Stockholm  3.7 Das 20. Jahrhundert
Nach 1910 kam es zur Eingemeindung großer Gebiete, die verkehrstechnisch durch Straßenbahnlinien an die Stadt angeschlossen werden. Im Anschluss daran entstanden Vororte, Gartenstädte und Gebiete mit Freizeithäuschen.

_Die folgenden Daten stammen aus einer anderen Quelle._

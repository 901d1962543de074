use axum::{
    Json,
    extract::{Path, RawQuery, State},
    http::StatusCode,
};
use serde::{Deserialize, Serialize};

use foodgram_auth_types::identity::IdentityHeaders;
use foodgram_domain::relation::RelationKind;

use crate::domain::types::RelationTargetView;
use crate::error::ApiError;
use crate::handlers::parse_query;
use crate::handlers::recipe::ShortRecipeResponse;
use crate::handlers::user::SubscribedAuthorResponse;
use crate::state::AppState;
use crate::usecase::relation::{CreateRelationUseCase, DeleteRelationUseCase};

#[derive(Serialize)]
#[serde(untagged)]
pub enum RelationResponse {
    Recipe(ShortRecipeResponse),
    Author(SubscribedAuthorResponse),
}

impl From<RelationTargetView> for RelationResponse {
    fn from(view: RelationTargetView) -> Self {
        match view {
            RelationTargetView::Recipe(recipe) => Self::Recipe(recipe.into()),
            RelationTargetView::Author(author) => Self::Author(author.into()),
        }
    }
}

#[derive(Deserialize, Default)]
pub struct SubscribeQuery {
    pub recipes_limit: Option<u32>,
}

async fn create_relation(
    state: &AppState,
    kind: RelationKind,
    user_id: i32,
    target_id: i32,
    recipes_limit: Option<u32>,
) -> Result<(StatusCode, Json<RelationResponse>), ApiError> {
    let uc = CreateRelationUseCase {
        relations: state.relation_repo(),
        recipes: state.recipe_repo(),
        users: state.user_repo(),
    };
    let view = uc
        .execute(kind, user_id, target_id, recipes_limit)
        .await?;
    Ok((StatusCode::CREATED, Json(view.into())))
}

async fn delete_relation(
    state: &AppState,
    kind: RelationKind,
    user_id: i32,
    target_id: i32,
) -> Result<StatusCode, ApiError> {
    let uc = DeleteRelationUseCase {
        relations: state.relation_repo(),
        recipes: state.recipe_repo(),
        users: state.user_repo(),
    };
    uc.execute(kind, user_id, target_id).await?;
    Ok(StatusCode::NO_CONTENT)
}

// ── POST /recipes/{id}/favorite ──────────────────────────────────────────────

pub async fn add_favorite(
    identity: IdentityHeaders,
    State(state): State<AppState>,
    Path(recipe_id): Path<i32>,
) -> Result<(StatusCode, Json<RelationResponse>), ApiError> {
    create_relation(
        &state,
        RelationKind::Favorite,
        identity.user_id,
        recipe_id,
        None,
    )
    .await
}

// ── DELETE /recipes/{id}/favorite ────────────────────────────────────────────

pub async fn remove_favorite(
    identity: IdentityHeaders,
    State(state): State<AppState>,
    Path(recipe_id): Path<i32>,
) -> Result<StatusCode, ApiError> {
    delete_relation(&state, RelationKind::Favorite, identity.user_id, recipe_id).await
}

// ── POST /recipes/{id}/shopping_cart ─────────────────────────────────────────

pub async fn add_to_cart(
    identity: IdentityHeaders,
    State(state): State<AppState>,
    Path(recipe_id): Path<i32>,
) -> Result<(StatusCode, Json<RelationResponse>), ApiError> {
    create_relation(&state, RelationKind::Cart, identity.user_id, recipe_id, None).await
}

// ── DELETE /recipes/{id}/shopping_cart ───────────────────────────────────────

pub async fn remove_from_cart(
    identity: IdentityHeaders,
    State(state): State<AppState>,
    Path(recipe_id): Path<i32>,
) -> Result<StatusCode, ApiError> {
    delete_relation(&state, RelationKind::Cart, identity.user_id, recipe_id).await
}

// ── POST /users/{id}/subscribe ───────────────────────────────────────────────

pub async fn subscribe(
    identity: IdentityHeaders,
    State(state): State<AppState>,
    Path(author_id): Path<i32>,
    RawQuery(raw_query): RawQuery,
) -> Result<(StatusCode, Json<RelationResponse>), ApiError> {
    let query: SubscribeQuery = parse_query(raw_query.as_deref())?;
    create_relation(
        &state,
        RelationKind::Subscription,
        identity.user_id,
        author_id,
        query.recipes_limit,
    )
    .await
}

// ── DELETE /users/{id}/subscribe ─────────────────────────────────────────────

pub async fn unsubscribe(
    identity: IdentityHeaders,
    State(state): State<AppState>,
    Path(author_id): Path<i32>,
) -> Result<StatusCode, ApiError> {
    delete_relation(
        &state,
        RelationKind::Subscription,
        identity.user_id,
        author_id,
    )
    .await
}
// Module name shadows the `serde` crate; use `::serde` for the external crate.
use ::serde::Serializer;
use chrono::{DateTime, SecondsFormat, Utc};

/// Serialize `DateTime<Utc>` as RFC 3339 with 3-digit fractional seconds.
pub fn to_rfc3339_ms<S>(dt: &DateTime<Utc>, s: S) -> Result<S::Ok, S::Error>
where
    S: Serializer,
{
    s.serialize_str(&dt.to_rfc3339_opts(SecondsFormat::Millis, true))
}
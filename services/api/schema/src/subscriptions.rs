use sea_orm::entity::prelude::*;

/// `user_id` follows `author_id`. A check constraint forbids `user_id = author_id`.
#[derive(Clone, Debug, PartialEq, Eq, DeriveEntityModel)]
#[sea_orm(table_name = "subscriptions")]
pub struct Model {
    #[sea_orm(primary_key, auto_increment = false)]
    pub user_id: i32,
    #[sea_orm(primary_key, auto_increment = false)]
    pub author_id: i32,
    pub added_at: chrono::DateTime<chrono::Utc>,
}

#[derive(Copy, Clone, Debug, EnumIter, DeriveRelation)]
pub enum Relation {
    #[sea_orm(
        belongs_to = "super::users::Entity",
        from = "Column::UserId",
        to = "super::users::Column::Id"
    )]
    Subscriber,
    #[sea_orm(
        belongs_to = "super::users::Entity",
        from = "Column::AuthorId",
        to = "super::users::Column::Id"
    )]
    Author,
}

impl ActiveModelBehavior for ActiveModel {}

Wirtschaftlich kam es zu einer Umstrukturierung. Arbeitsintensive Unternehmen in Niedriglohnbranchen gingen ein, während kapitalintensive Unternehmen und Unternehmen im Hochtechnologiebereich wuchsen. Ein Beispiel dafür ist der Stadtbezirk Kista, der sich in den 1990er Jahren zum IT-Zentrum Schwedens entwickelte. Schweden orientierte sich früh am amerikanischen Beispiel, auch in Sachen Motorisierung und verfügte, für ein bevölkerungsarmes Land eher ungewöhnlich, um die Mitte des 20.Jahrhunderts auch über zwei kapitalkräftige Automobilkonzerne, daher kam es im Zentrum Stockholms schon 1931-35 zur Schaffung des damals weithin berühmten "Kleeblatts" von Slussen und in den 1950er Jahren zu weiteren Initiativen im Sinne einer "autogerechten Stadt". Bis in die 1970er Jahre wurde der zentrale Stadtteil Nedre Norrmalm, mit Bausubstanz aus dem 17. bis 19. Jahrhundert, einem großflächigen Abriss und Umbau unterworfen. Die Folgen dieser technokratischen Modernisierungspolitik auf Basis der Enteignungsmöglichkeiten der Lex Norrmalm von 1953 wurden allerdings ab etwa 1960 zunehmend kontrovers diskutiert. Dies betraf schon die 1959 fertiggestellte, längs des Riddarholm Kanales und des Riddarhuset geführte zentrale Nord-Süd-Verbindung mit dem Charakter einer Stadtautobahn, vor allem aber den ab 1963 endgültig durchgezogenen großflächigen Umbau von Norrmalm, gegen den zuletzt ein - vergeblicher - öffentlicher Appell von 39 Kulturschaffenden ergangen war. Als Resultat verbreiter Kritik wurde zunächst die Altstadt (Gamla Stan) 1965 als ganzes unter Denkmalschutz gestellt. 1971 kam es im Zusammenhang mit Bürgerinitiativen zum so genannten Ulmenkrieg, der um die Erhaltung einer Baumgruppe im Kungsträdgarden geführt wurde. Der Stockholmer Flächenwidmungsplan von 1974 kann mit seiner geänderten Planungsphilosophie als Erfolg der altstadt- und grünfreundlichen Proteste gesehen werden. Bei der "postmodernen" Umgestaltung des früher stark industriell geprägten Stadtteils Södermalm in den 1980er Jahren wurde im Vergleich zu Norrmalm eine durchgrüntere und weniger monotone urbane Gestaltung angestrebt. Ab den 1950er Jahren nahm die Beschäftigungsquote der Industrie ab. Sie liegt heute bei ungefähr 10 Prozent. Dagegen wuchs der Dienstleistungsbereich weiter an.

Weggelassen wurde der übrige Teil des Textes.